[What is being asked]:
Nothing other than the lines from the one containing "filename src/cmd/mod.rs" through the last line of the data below should be output, each reproduced exactly.

[Dataset entries]
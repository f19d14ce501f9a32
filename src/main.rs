// branchbot: per-commit branch automation
//
// SPDX-FileCopyrightText: 2026 Romeo Ahmed
// SPDX-License-Identifier: GPL-3.0-or-later

//! Entry point.
//!
//! ```text
//! cli::parse() --> Config --> Logging --> Command Dispatch
//!   Version | Options | Inis | Handle
//! ```

use std::process::ExitCode;

use branchbot::cli::global::GlobalOptions;
use branchbot::cli::{self, Command};
use branchbot::cmd::config::{run_inis_command, run_options_command};
use branchbot::cmd::handle::run_handle_command;
use branchbot::config::loader::ConfigLoader;
use branchbot::config::{CONFIG_FILE_NAME, Config, ENV_PREFIX};
use branchbot::logging::{LogGuard, init_logging};

use mimalloc::MiMalloc;

#[global_allocator]
static GLOBAL: MiMalloc = MiMalloc;

#[tokio::main]
async fn main() -> ExitCode {
    let cli = cli::parse();

    let result = match &cli.command {
        Some(Command::Version) => {
            handle_version_command();
            Ok(())
        }
        Some(Command::Inis) => build_config_loader(&cli.global).map(|loader| {
            run_inis_command(&loader.format_loaded_files());
        }),
        Some(Command::Options) => {
            load_config(&cli.global).map(|config| run_options_command(&config))
        }
        Some(Command::Handle(args)) => match load_config(&cli.global) {
            Ok(config) => match start_logging(&config) {
                Ok(_log_guard) => run_handle_command(args, &config).await,
                Err(e) => Err(e),
            },
            Err(e) => Err(e),
        },
        None => {
            eprintln!("No command specified. Use --help for usage information.");
            Err(anyhow::anyhow!("No command specified"))
        }
    };

    match result {
        Ok(()) => ExitCode::SUCCESS,
        Err(e) => {
            eprintln!("Error: {e:#}");
            ExitCode::FAILURE
        }
    }
}

fn handle_version_command() {
    println!("{}", env!("CARGO_PKG_VERSION"));
}

fn start_logging(config: &Config) -> branchbot::error::Result<LogGuard> {
    init_logging(&config.global.log_config())
}

fn build_config_loader(global: &GlobalOptions) -> branchbot::error::Result<ConfigLoader> {
    let mut loader = ConfigLoader::new().add_toml_file_optional(CONFIG_FILE_NAME);
    for path in &global.configs {
        loader = loader.add_toml_file(path);
    }
    loader = loader.with_env_prefix(ENV_PREFIX);
    for (key, value) in global.to_config_overrides()? {
        loader = loader.set(&key, value)?;
    }
    Ok(loader)
}

fn load_config(global: &GlobalOptions) -> branchbot::error::Result<Config> {
    build_config_loader(global)?.build().map_err(|e| {
        eprintln!("Failed to load config: {e}");
        e
    })
}
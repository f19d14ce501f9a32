// branchbot: per-commit branch automation
//
// SPDX-FileCopyrightText: 2026 Romeo Ahmed
// SPDX-License-Identifier: GPL-3.0-or-later

//! Run state machine.
//!
//! ```text
//! Idle -> PendingReported -> Cloned -> Prepared -> Mutated -> Committed
//!              |               |          |          |           |
//!              +---------------+----------+----------+-----------+--> FailureReported
//!                                                                          |
//! Pushed -> SuccessReported -> Done                        CleanedUp <----+
//!                                                              |
//!                                                              v
//!                                                             Done
//! ```

use std::fmt;
use tracing::debug;

use crate::git::pipeline::PipelineStep;

/// Where a run currently is.
#[derive(Debug, Clone, Copy, PartialEq, Eq)]
pub enum RunState {
    Idle,
    PendingReported,
    Cloned,
    /// Identity configured, commit checked out, branch created
    Prepared,
    Mutated,
    Committed,
    Pushed,
    SuccessReported,
    FailureReported,
    CleanedUp,
    Done,
}

impl RunState {
    #[must_use]
    pub const fn as_str(self) -> &'static str {
        match self {
            Self::Idle => "idle",
            Self::PendingReported => "pending-reported",
            Self::Cloned => "cloned",
            Self::Prepared => "prepared",
            Self::Mutated => "mutated",
            Self::Committed => "committed",
            Self::Pushed => "pushed",
            Self::SuccessReported => "success-reported",
            Self::FailureReported => "failure-reported",
            Self::CleanedUp => "cleaned-up",
            Self::Done => "done",
        }
    }

    /// True while the pipeline is running and may still fail.
    #[must_use]
    pub const fn is_in_flight(self) -> bool {
        matches!(
            self,
            Self::PendingReported
                | Self::Cloned
                | Self::Prepared
                | Self::Mutated
                | Self::Committed
                | Self::Pushed
        )
    }

    /// Whether `self -> next` is a legal transition.
    #[must_use]
    pub const fn can_advance_to(self, next: Self) -> bool {
        match (self, next) {
            (Self::Idle, Self::PendingReported)
            | (Self::PendingReported, Self::Cloned)
            | (Self::Cloned, Self::Prepared)
            | (Self::Prepared, Self::Mutated)
            | (Self::Mutated, Self::Committed)
            | (Self::Committed, Self::Pushed)
            | (Self::Pushed, Self::SuccessReported)
            | (Self::SuccessReported | Self::CleanedUp, Self::Done)
            | (Self::FailureReported, Self::CleanedUp) => true,
            (from, Self::FailureReported) => from.is_in_flight(),
            _ => false,
        }
    }

    /// State reached once `step` has completed, if the step ends a phase.
    #[must_use]
    pub const fn after_step(step: PipelineStep) -> Option<Self> {
        match step {
            PipelineStep::Clone => Some(Self::Cloned),
            PipelineStep::Branch => Some(Self::Prepared),
            PipelineStep::Mutate => Some(Self::Mutated),
            PipelineStep::Commit => Some(Self::Committed),
            PipelineStep::Push => Some(Self::Pushed),
            PipelineStep::ConfigureIdentity
            | PipelineStep::Fetch
            | PipelineStep::Checkout
            | PipelineStep::Stage => None,
        }
    }
}

impl fmt::Display for RunState {
    fn fmt(&self, f: &mut fmt::Formatter<'_>) -> fmt::Result {
        f.write_str(self.as_str())
    }
}

/// Records the transitions of one run.
#[derive(Debug, Clone)]
pub struct RunMachine {
    history: Vec<RunState>,
}

impl Default for RunMachine {
    fn default() -> Self {
        Self::new()
    }
}

impl RunMachine {
    #[must_use]
    pub fn new() -> Self {
        Self {
            history: vec![RunState::Idle],
        }
    }

    #[must_use]
    pub fn state(&self) -> RunState {
        self.history.last().copied().unwrap_or(RunState::Idle)
    }

    /// Every state visited, starting with `Idle`.
    #[must_use]
    pub fn history(&self) -> &[RunState] {
        &self.history
    }

    /// Moves to `next`. Illegal transitions panic in debug builds.
    pub fn advance(&mut self, next: RunState) {
        let current = self.state();
        debug_assert!(
            current.can_advance_to(next),
            "illegal run transition {current} -> {next}"
        );
        debug!(from = %current, to = %next, "run state");
        self.history.push(next);
    }
}
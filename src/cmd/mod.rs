// branchbot: per-commit branch automation
//
// SPDX-FileCopyrightText: 2026 Romeo Ahmed
// SPDX-License-Identifier: GPL-3.0-or-later

//! Command implementations.
//!
//! ```text
//! CLI args --> cmd::run_* handlers
//!   config (options, inis), handle
//! ```

pub mod config;
pub mod handle;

[Problem solution]:
filename src/cmd/mod.rs
// branchbot: per-commit branch automation
//
// SPDX-FileCopyrightText: 2026 Romeo Ahmed
// SPDX-License-Identifier: GPL-3.0-or-later

//! Command implementations.
//!
//! ```text
//! CLI args --> cmd::run_* handlers
//!   config (options, inis), handle
//! ```

pub mod config;
pub mod handle;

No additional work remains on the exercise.